The California number was up 35 percent from the second quarter of 2006.
Nationally, 318,355 properties entered some stage of foreclosure during the third quarter of 2006, a 17 percent increase from the previous quarter and a 43 percent yearly increase from the third quarter of 2005.
The nation had a foreclosure rate of one foreclosure filing for every 363 households during the quarter, slightly higher than last quarter's rate of one foreclosure filing for every 425 households, but lower than the first-quarter rate of one foreclosure filing for every 358 households, according to RealtyTrac’s figures.
"Higher interest rates and a general softening of the real estate market are the two key factors contributing to the 43 percent increase in foreclosure filings from the third quarter of 2005," says James Saccacio, chief executive officer of RealtyTrac. "What our third quarter research appears to be showing is that the first wave of adjustable rate mortgages is having a negative impact on the number of homes going into foreclosure.

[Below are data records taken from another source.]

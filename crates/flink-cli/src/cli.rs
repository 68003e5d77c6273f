//! Command-line argument parsing with clap.

use std::path::PathBuf;

use clap::{Parser, ValueEnum};

/// Interactive shell for Flink SQL statements.
#[derive(Parser, Debug, Clone)]
#[command(name = "flink-shell")]
#[command(version, about, long_about = None)]
pub struct Cli {
    /// JSON configuration file.
    #[arg(short, long, env = "FLINK_CONFIG")]
    pub config: Option<PathBuf>,

    /// Statement service URL.
    #[arg(short, long, env = "FLINK_GATEWAY")]
    pub gateway: Option<String>,

    /// API token sent as a bearer token.
    #[arg(long, env = "FLINK_API_TOKEN", hide_env_values = true)]
    pub token: Option<String>,

    /// Organization that owns the statements.
    #[arg(long, env = "FLINK_ORGANIZATION")]
    pub organization: Option<String>,

    /// Environment that owns the statements.
    #[arg(long, env = "FLINK_ENVIRONMENT")]
    pub environment: Option<String>,

    /// Compute pool that runs the statements.
    #[arg(long, env = "FLINK_COMPUTE_POOL")]
    pub compute_pool: Option<String>,

    /// Principal to run statements as.
    #[arg(long, env = "FLINK_PRINCIPAL")]
    pub principal: Option<String>,

    /// Initial catalog.
    #[arg(long)]
    pub catalog: Option<String>,

    /// Initial database.
    #[arg(long)]
    pub database: Option<String>,

    /// Initial session property (repeatable).
    #[arg(short = 'D', long = "property", value_name = "KEY=VALUE")]
    pub properties: Vec<String>,

    /// Output format.
    #[arg(long, value_enum, default_value_t = Format::Table)]
    pub format: Format,

    /// Run the statements of a file and exit.
    #[arg(short, long, conflicts_with = "execute")]
    pub file: Option<PathBuf>,

    /// Run the given statements and exit.
    #[arg(short, long)]
    pub execute: Option<String>,

    /// Wait for non-query statements to finish.
    #[arg(long)]
    pub wait: bool,

    /// Do not record statement history.
    #[arg(long)]
    pub no_history: bool,
}

/// Output format options.
#[derive(Debug, Clone, Copy, PartialEq, Eq, Default, ValueEnum)]
pub enum Format {
    /// Human-readable table format.
    #[default]
    Table,
    /// JSON output for scripting.
    Json,
}

/// Split a `KEY=VALUE` argument.
pub fn parse_property(raw: &str) -> Option<(String, String)> {
    let (key, value) = raw.split_once('=')?;
    let key = key.trim();
    (!key.is_empty()).then(|| (key.to_string(), value.trim().to_string()))
}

With the volume of these loans -- more than $1 trillion of them due to adjust over the next 15 months -- this is a trend that definitely bears watching."
Colorado posted the highest foreclosure rate in the nation for the second consecutive quarter, reporting one new foreclosure filing for every 127 households -- 2.9 times the national average.

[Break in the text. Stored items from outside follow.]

//! Shell configuration.
//!
//! Loaded from an optional JSON file, then overridden by command-line flags
//! and `FLINK_*` environment variables:
//!
//! ```json
//! {
//!   "gateway_url": "https://flink.example.com",
//!   "organization_id": "org-123",
//!   "environment_id": "env-456",
//!   "compute_pool_id": "pool-789",
//!   "catalog": "my_catalog",
//!   "properties": { "client.results-timeout": "60000" }
//! }
//! ```

use std::collections::BTreeMap;
use std::path::{Path, PathBuf};

use chrono::{Local, Offset};
use flink_store::SessionContext;
use flink_store::properties::{
    KEY_CATALOG, KEY_DATABASE, KEY_LOCAL_TIME_ZONE, SessionProperties,
};
use serde::{Deserialize, Serialize};
use url::Url;

use crate::cli::{Cli, parse_property};
use crate::error::CliError;

/// Default statement service URL.
pub const DEFAULT_GATEWAY_URL: &str = "http://localhost:8080";

/// Shell configuration.
#[derive(Debug, Clone, Serialize, Deserialize, PartialEq, Eq)]
#[serde(default)]
pub struct ShellConfig {
    /// Statement service URL.
    pub gateway_url: String,
    /// Organization that owns the statements.
    pub organization_id: String,
    /// Environment that owns the statements.
    pub environment_id: String,
    /// Compute pool that runs the statements.
    pub compute_pool_id: Option<String>,
    /// Principal used when no service account is set.
    pub principal: Option<String>,
    /// Bearer token for the statement service.
    #[serde(skip_serializing)]
    pub api_token: Option<String>,
    /// Initial catalog.
    pub catalog: String,
    /// Initial database.
    pub database: String,
    /// Initial session properties.
    pub properties: BTreeMap<String, String>,
    /// History file; defaults to `~/.flink/history`.
    pub history_file: Option<PathBuf>,
    /// Number of history entries kept.
    pub history_size: usize,
    /// Result pages read per query.
    pub max_result_pages: usize,
}

impl Default for ShellConfig {
    fn default() -> Self {
        Self {
            gateway_url: DEFAULT_GATEWAY_URL.to_string(),
            organization_id: String::new(),
            environment_id: String::new(),
            compute_pool_id: None,
            principal: None,
            api_token: None,
            catalog: String::new(),
            database: String::new(),
            properties: BTreeMap::new(),
            history_file: None,
            history_size: 1000,
            max_result_pages: 100,
        }
    }
}

impl ShellConfig {
    /// Load configuration from a JSON file.
    ///
    /// # Errors
    ///
    /// Returns an error if the file cannot be read or parsed.
    pub fn from_file(path: impl AsRef<Path>) -> Result<Self, CliError> {
        let content = std::fs::read_to_string(path.as_ref()).map_err(|e| {
            CliError::Config(format!(
                "failed to read config file '{}': {e}",
                path.as_ref().display()
            ))
        })?;
        Self::from_json(&content)
    }

    /// Parse configuration from a JSON string.
    ///
    /// # Errors
    ///
    /// Returns an error if the JSON is invalid.
    pub fn from_json(content: &str) -> Result<Self, CliError> {
        serde_json::from_str(content).map_err(|e| CliError::Config(format!("invalid JSON: {e}")))
    }

    /// Override values with command-line flags.
    ///
    /// # Errors
    ///
    /// Returns an error if a `-D` property is not `KEY=VALUE`.
    pub fn apply_cli(&mut self, cli: &Cli) -> Result<(), CliError> {
        fn set(target: &mut String, value: Option<&String>) {
            if let Some(value) = value {
                target.clone_from(value);
            }
        }

        set(&mut self.gateway_url, cli.gateway.as_ref());
        set(&mut self.organization_id, cli.organization.as_ref());
        set(&mut self.environment_id, cli.environment.as_ref());
        set(&mut self.catalog, cli.catalog.as_ref());
        set(&mut self.database, cli.database.as_ref());
        if cli.compute_pool.is_some() {
            self.compute_pool_id.clone_from(&cli.compute_pool);
        }
        if cli.principal.is_some() {
            self.principal.clone_from(&cli.principal);
        }
        if cli.token.is_some() {
            self.api_token.clone_from(&cli.token);
        }
        for raw in &cli.properties {
            let (key, value) = parse_property(raw)
                .ok_or_else(|| CliError::InvalidArgument(format!("expected KEY=VALUE, got '{raw}'")))?;
            self.properties.insert(key, value);
        }
        Ok(())
    }

    /// Validate the configuration.
    ///
    /// # Errors
    ///
    /// Returns an error if any value is invalid.
    pub fn validate(&self) -> Result<(), CliError> {
        let url = Url::parse(&self.gateway_url)
            .map_err(|e| CliError::Config(format!("invalid gateway URL '{}': {e}", self.gateway_url)))?;
        if !matches!(url.scheme(), "http" | "https") {
            return Err(CliError::Config(format!(
                "invalid gateway URL '{}', must start with http:// or https://",
                self.gateway_url
            )));
        }

        if self.organization_id.trim().is_empty() {
            return Err(CliError::Config("organization is required".to_string()));
        }
        if self.environment_id.trim().is_empty() {
            return Err(CliError::Config("environment is required".to_string()));
        }
        if !self.database.is_empty() && self.catalog.is_empty() {
            return Err(CliError::Config(
                "a database can only be selected together with a catalog".to_string(),
            ));
        }
        if let Some(key) = self
            .properties
            .keys()
            .find(|k| k.as_str() == KEY_CATALOG || k.as_str() == KEY_DATABASE)
        {
            return Err(CliError::Config(format!(
                "{key} can't be set as a property, use the catalog and database settings"
            )));
        }
        if self.max_result_pages == 0 {
            return Err(CliError::Config("max_result_pages must be positive".to_string()));
        }
        Ok(())
    }

    /// Properties that survive `RESET`.
    ///
    /// Catalog and database are not among them: switching catalog must be
    /// able to drop the database entirely.
    #[must_use]
    pub fn default_properties(&self) -> BTreeMap<String, String> {
        BTreeMap::from([(KEY_LOCAL_TIME_ZONE.to_string(), local_time_zone())])
    }

    /// Values a new session starts with on top of the defaults.
    #[must_use]
    pub fn initial_properties(&self) -> BTreeMap<String, String> {
        let mut initial = self.properties.clone();
        if !self.catalog.is_empty() {
            initial.insert(KEY_CATALOG.to_string(), self.catalog.clone());
        }
        if !self.database.is_empty() {
            initial.insert(KEY_DATABASE.to_string(), self.database.clone());
        }
        initial
    }

    /// Session properties of a new session.
    #[must_use]
    pub fn session_properties(&self) -> SessionProperties {
        SessionProperties::new(self.default_properties(), self.initial_properties())
    }

    /// Identity and placement of the session's statements.
    #[must_use]
    pub fn session_context(&self) -> SessionContext {
        let mut context = SessionContext::new(&self.organization_id, &self.environment_id);
        context.compute_pool_id.clone_from(&self.compute_pool_id);
        context.user_principal.clone_from(&self.principal);
        context
    }

    /// History file location.
    #[must_use]
    pub fn history_path(&self) -> PathBuf {
        self.history_file.clone().unwrap_or_else(|| {
            dirs::home_dir()
                .unwrap_or_else(|| PathBuf::from("."))
                .join(".flink")
                .join("history")
        })
    }
}

/// Local UTC offset as `GMT+hh:mm`.
#[must_use]
pub fn local_time_zone() -> String {
    format_offset(Local::now().offset().fix().local_minus_utc())
}

fn format_offset(seconds: i32) -> String {
    let sign = if seconds < 0 { '-' } else { '+' };
    let minutes = seconds.unsigned_abs() / 60;
    format!("GMT{sign}{:02}:{:02}", minutes / 60, minutes % 60)
}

After declining almost 13 percent between the first and second quarter of the year, foreclosure activity in Colorado was back up 24 percent from the second to the third quarter, with 14,374 properties entering some stage of foreclosure -- the eighth highest foreclosure total in the nation.

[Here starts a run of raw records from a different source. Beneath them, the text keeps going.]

//! Statement classification.

use once_cell::sync::Lazy;
use regex::Regex;

/// Leading keyword of a local statement, anchored on a full token.
static LOCAL_KEYWORD_REGEX: Lazy<Regex> = Lazy::new(|| {
    Regex::new(r"(?i)^(SET|USE|RESET|EXIT|QUIT)\b").unwrap_or_else(|_| unreachable!())
});

/// Kind of statement, decided from its leading keyword.
#[derive(Debug, Clone, Copy, PartialEq, Eq, Hash)]
pub enum StatementType {
    /// `SET` a session property, or list them.
    Set,
    /// `USE` a catalog and/or database.
    Use,
    /// `RESET` one or all session properties.
    Reset,
    /// `EXIT` or `QUIT` the session.
    Exit,
    /// Anything else; executed by the statement service.
    Other,
}

impl StatementType {
    /// Whether statements of this type are handled client-side.
    #[must_use]
    pub const fn is_local(&self) -> bool {
        !matches!(self, Self::Other)
    }
}

/// Classify a statement by its leading keyword.
///
/// Matching is case-insensitive and requires the whole leading token, so
/// `SETTINGS` or `user_table` are not local commands.
#[must_use]
pub fn classify(statement: &str) -> StatementType {
    let body = strip_leading_noise(statement);
    let Some(captures) = LOCAL_KEYWORD_REGEX.captures(body) else {
        return StatementType::Other;
    };
    match captures[1].to_ascii_uppercase().as_str() {
        "SET" => StatementType::Set,
        "USE" => StatementType::Use,
        "RESET" => StatementType::Reset,
        "EXIT" | "QUIT" => StatementType::Exit,
        _ => StatementType::Other,
    }
}

/// Skip leading whitespace, `--` line comments and `/* */` block comments.
#[must_use]
pub fn strip_leading_noise(statement: &str) -> &str {
    let mut rest = statement.trim_start();
    loop {
        if let Some(comment) = rest.strip_prefix("--") {
            rest = comment.split_once('\n').map_or("", |(_, tail)| tail).trim_start();
        } else if let Some(comment) = rest.strip_prefix("/*") {
            rest = comment.split_once("*/").map_or("", |(_, tail)| tail).trim_start();
        } else {
            return rest;
        }
    }
}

Nevada moved up from having the sixth highest rate in the second quarter to the second highest rate in the third quarter, reporting one new foreclosure for every 156 households -- 2.3 times the national average. The state reported 5,561 properties in some stage of foreclosure during the quarter.
Florida, which had the ninth highest foreclosure rate in the country for the second quarter, took over the No. 3 spot from Texas during the third quarter, reporting one new foreclosure for every 182 households -- almost twice the national average.
With 40,136 properties in some stage of foreclosures during the quarter, Florida reported the highest number of foreclosure filings during the quarter, barely beating out Texas, which held the No. 1 spot for the previous two quarters.
Other states with foreclosure rates ranking them in the nation's top 10 for the third quarter included Georgia, Michigan, Texas, Indiana, Utah, Ohio and Illinois.
"While the overall number of foreclosures represents a return to more or less normal levels, there are pockets of the country that are being hit more severely," says Mr. Saccacio. "States with underlying economic issues, such as high unemployment or depreciating home prices will continue to outpace the rest of the country in the total number and rate of foreclosures."